Je raconte mon choix de ces putains de journées en échange de jours
entiers de liberté. Je lui explique mon hypothèse pour son genou, surprise dans
mon état d’être encore capable d’en formuler.
20h40. J’ai éteint les lumières. Les chauffages.
L’ordinateur. Je pleure d’épuisement. Je me trouve nulle de ne pas tenir des
journées qui sont habituelles pour nombre de mes collègues. Eux font ça 4 à 5
jours sur 7, parfois avec le double de patients. Pourquoi pas moi ?
Y’avait pas le programme « physiquement indestructible » dans les
gamètes qui m’ont fait naître ?
Je regarde la table de massage. Et j’ai un doute. Et si…
Je suis trop fatiguée. J’ai trop mal. Je ne marche plus
droit, je vois flou. Suis-je vraiment capable de rentrer ? Suis-je en état
de reprendre la voiture, de faire en sens inverse les 30 kilomètres de prés et
de forêt qui me séparent de mon lit ?
Sans faire du mal à ma voiture, me faire du mal voir pire,
blesser quelqu’un ?
Ils sont beaux les platanes à l’aurore. Sont-ils toujours si
attrayants dans la nuit noire ?
Je ne vais pas dormir là quand même. Mais je pourrais
m’allonger non ? Comme sur l’autoroute « Fatigué ? Faites une
sieste ». Il fait froid maintenant. Et puis j’ai peur ici toute seule. Et
puis merde, je suis jeune, je suis en pleine santé, putain, y a pas de raisons,
merde, je ne suis pas faible, je DOIS pouvoir le faire.

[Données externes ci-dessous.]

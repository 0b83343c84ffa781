use std::rc::Rc;

use log::{debug, warn};
use serde::{Deserialize, Serialize};
use web_sys::KeyboardEvent;
use yew::prelude::*;
use yew_hooks::use_event_with_window;

use crate::dom;

/// Content shown by the shared info modal.
#[derive(Clone, Copy, Debug, PartialEq, Eq, Serialize, Deserialize)]
#[serde(rename_all = "lowercase")]
pub enum InfoModal {
    Rebuild,
    Refine,
    Radiate,
    Program,
}

/// Every overlay the site can show. The flags are independent: opening one
/// never closes another.
#[derive(Clone, Debug, Default, PartialEq, Eq, Serialize, Deserialize)]
pub struct OverlayState {
    pub info_modal: Option<InfoModal>,
    pub program_open: bool,
    pub secure_open: bool,
    pub menu_open: bool,
}

#[derive(Clone, Copy, Debug, PartialEq, Eq)]
pub enum OverlayAction {
    OpenInfo(InfoModal),
    CloseInfo,
    OpenProgram,
    CloseProgram,
    OpenSecure,
    CloseSecure,
    OpenMenu,
    CloseMenu,
    /// Escape key. Only the navigation menu listens for it.
    Escape,
}

impl OverlayState {
    /// Returns the next state, or `None` when the action changes nothing.
    pub fn apply(&self, action: OverlayAction) -> Option<OverlayState> {
        let mut next = self.clone();
        match action {
            OverlayAction::OpenInfo(kind) => next.info_modal = Some(kind),
            OverlayAction::CloseInfo => next.info_modal = None,
            OverlayAction::OpenProgram => next.program_open = true,
            OverlayAction::CloseProgram => next.program_open = false,
            OverlayAction::OpenSecure => next.secure_open = true,
            OverlayAction::CloseSecure => next.secure_open = false,
            OverlayAction::OpenMenu => next.menu_open = true,
            OverlayAction::CloseMenu | OverlayAction::Escape => next.menu_open = false,
        }
        (next != *self).then_some(next)
    }
}

/// What the hamburger button does given whether the menu is open.
pub fn menu_button_action(menu_open: bool) -> OverlayAction {
    if menu_open {
        OverlayAction::CloseMenu
    } else {
        OverlayAction::OpenMenu
    }
}

impl Reducible for OverlayState {
    type Action = OverlayAction;

    fn reduce(self: Rc<Self>, action: Self::Action) -> Rc<Self> {
        match self.apply(action) {
            Some(next) => {
                debug!(
                    "overlay {:?} -> {}",
                    action,
                    serde_json::to_string(&next).unwrap_or_default()
                );
                Rc::new(next)
            }
            // Same Rc means no re-render.
            None => self,
        }
    }
}

/// Somewhere to read and write an `overflow` style value.
pub trait OverflowStyle {
    fn overflow(&self) -> String;
    fn set_overflow(&self, value: &str);
}

/// The document body's inline `overflow`.
pub struct BodyOverflow;

impl OverflowStyle for BodyOverflow {
    fn overflow(&self) -> String {
        dom::body()
            .and_then(|body| Ok(body.style().get_property_value("overflow")?))
            .unwrap_or_else(|err| {
                warn!("Could not read body overflow: {}", err);
                String::new()
            })
    }

    fn set_overflow(&self, value: &str) {
        let result = dom::body().and_then(|body| Ok(body.style().set_property("overflow", value)?));
        if let Err(err) = result {
            warn!("Could not set body overflow: {}", err);
        }
    }
}

/// Suspends page scrolling while held. Dropping it puts back exactly the
/// value that was there when it was engaged.
pub struct ScrollLock<T: OverflowStyle> {
    target: T,
    previous: String,
}

impl<T: OverflowStyle> ScrollLock<T> {
    pub fn engage(target: T) -> Self {
        let previous = target.overflow();
        target.set_overflow("hidden");
        ScrollLock { target, previous }
    }
}

impl<T: OverflowStyle> Drop for ScrollLock<T> {
    fn drop(&mut self) {
        self.target.set_overflow(&self.previous);
    }
}

/// Owns the overlay state for the whole app and wires the window-level
/// side effects: Escape closes the menu, and the body stops scrolling while
/// the menu is open.
#[hook]
pub fn use_overlays() -> UseReducerHandle<OverlayState> {
    let overlays = use_reducer(OverlayState::default);

    {
        let overlays = overlays.clone();
        use_event_with_window("keydown", move |e: KeyboardEvent| {
            if e.key() == "Escape" {
                overlays.dispatch(OverlayAction::Escape);
            }
        });
    }

    use_effect_with_deps(
        move |menu_open| {
            let lock = menu_open.then(|| ScrollLock::engage(BodyOverflow));
            move || drop(lock)
        },
        overlays.menu_open,
    );

    overlays
}

#[cfg(test)]
mod tests {
    use super::*;
    use std::cell::RefCell;

    #[derive(Clone, Default)]
    struct FakeStyle(Rc<RefCell<String>>);

    impl OverflowStyle for FakeStyle {
        fn overflow(&self) -> String {
            self.0.borrow().clone()
        }

        fn set_overflow(&self, value: &str) {
            *self.0.borrow_mut() = value.to_string();
        }
    }

    fn reduce(state: Rc<OverlayState>, action: OverlayAction) -> Rc<OverlayState> {
        state.reduce(action)
    }

    #[test]
    fn starts_with_everything_closed() {
        assert_eq!(
            OverlayState::default(),
            OverlayState {
                info_modal: None,
                program_open: false,
                secure_open: false,
                menu_open: false,
            }
        );
    }

    #[test]
    fn opening_twice_matches_opening_once() {
        let actions = [
            OverlayAction::OpenInfo(InfoModal::Refine),
            OverlayAction::OpenProgram,
            OverlayAction::OpenSecure,
            OverlayAction::OpenMenu,
        ];
        for action in actions {
            let once = reduce(Rc::new(OverlayState::default()), action);
            let twice = reduce(once.clone(), action);
            assert_eq!(*once, *twice);
            assert!(Rc::ptr_eq(&once, &twice), "{:?} re-opened", action);
        }
    }

    #[test]
    fn overlays_do_not_close_each_other() {
        let state = [
            OverlayAction::OpenSecure,
            OverlayAction::OpenProgram,
            OverlayAction::OpenInfo(InfoModal::Radiate),
            OverlayAction::OpenMenu,
        ]
        .into_iter()
        .fold(Rc::new(OverlayState::default()), reduce);

        assert!(state.secure_open);
        assert!(state.program_open);
        assert!(state.menu_open);
        assert_eq!(state.info_modal, Some(InfoModal::Radiate));

        let state = reduce(state, OverlayAction::CloseProgram);
        assert!(!state.program_open);
        assert!(state.secure_open);
    }

    #[test]
    fn info_modal_switches_content_in_place() {
        let state = reduce(Rc::new(OverlayState::default()), OverlayAction::OpenInfo(InfoModal::Rebuild));
        let state = reduce(state, OverlayAction::OpenInfo(InfoModal::Program));
        assert_eq!(state.info_modal, Some(InfoModal::Program));
        let state = reduce(state, OverlayAction::CloseInfo);
        assert_eq!(state.info_modal, None);
    }

    #[test]
    fn escape_only_closes_the_menu() {
        let state = [OverlayAction::OpenMenu, OverlayAction::OpenSecure]
            .into_iter()
            .fold(Rc::new(OverlayState::default()), reduce);
        let state = reduce(state, OverlayAction::Escape);
        assert!(!state.menu_open);
        assert!(state.secure_open);

        let closed = reduce(state.clone(), OverlayAction::Escape);
        assert!(Rc::ptr_eq(&state, &closed));
    }

    #[test]
    fn menu_button_opens_then_closes() {
        let state = Rc::new(OverlayState::default());
        assert_eq!(menu_button_action(state.menu_open), OverlayAction::OpenMenu);
        let state = reduce(state.clone(), menu_button_action(state.menu_open));
        assert!(state.menu_open);
        assert_eq!(menu_button_action(state.menu_open), OverlayAction::CloseMenu);
        let state = reduce(state.clone(), menu_button_action(state.menu_open));
        assert!(!state.menu_open);
    }

    #[test]
    fn state_serializes_with_lowercase_modal_names() {
        let state = OverlayState {
            info_modal: Some(InfoModal::Rebuild),
            menu_open: true,
            ..OverlayState::default()
        };
        let json = serde_json::to_string(&state).unwrap();
        assert_eq!(
            json,
            r#"{"info_modal":"rebuild","program_open":false,"secure_open":false,"menu_open":true}"#
        );
        let back: OverlayState = serde_json::from_str(&json).unwrap();
        assert_eq!(back, state);
    }

    #[test]
    fn scroll_lock_restores_prior_overflow() {
        let style = FakeStyle::default();
        style.set_overflow("auto");

        let lock = ScrollLock::engage(style.clone());
        assert_eq!(style.overflow(), "hidden");
        drop(lock);
        assert_eq!(style.overflow(), "auto");
    }

    #[test]
    fn scroll_lock_survives_repeated_toggles() {
        let style = FakeStyle::default();
        style.set_overflow("scroll");

        for _ in 0..2 {
            let lock = ScrollLock::engage(style.clone());
            assert_eq!(style.overflow(), "hidden");
            drop(lock);
            assert_eq!(style.overflow(), "scroll");
        }
    }

    #[test]
    fn nested_scroll_locks_unwind_in_order() {
        let style = FakeStyle::default();

        let outer = ScrollLock::engage(style.clone());
        let inner = ScrollLock::engage(style.clone());
        drop(inner);
        assert_eq!(style.overflow(), "hidden");
        drop(outer);
        assert_eq!(style.overflow(), "");
    }
}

C’était une folie. J’ai mis le chauffage à fond comme après
les rares et bonnes soirées kinés d’avant. La musique fort. C’était pas la
bonne heure. Pas une seule chanson bien ringarde pour tarir les larmes en
chantant à tue-tête. Alors j’ai pleuré de trouille pendant la moitié du trajet.
« Je vais faire une connerie, je vais faire une connerie, concentre-toi
bon sang, t’as une famille, tiens bon, y en a plus pour longtemps ». La
lumière des phares en face se brouillaient encore plus que d’habitude dans les
larmes et le mascara fondu.
Je suis rentrée, je me suis écroulée. Il est 21h20.
J’étais juste fatiguée.
Et j’aurais pu ne plus être en vie.
Commentaires
Nous sommes grands et capables de vous comprendre ; ceux qui ne le sont pas ne vous méritent pas.
J'ai plongé la tête dans le volant et la voiture dans un fossé pour fêter mes six mois de libéral (heureusement a basse vitesse).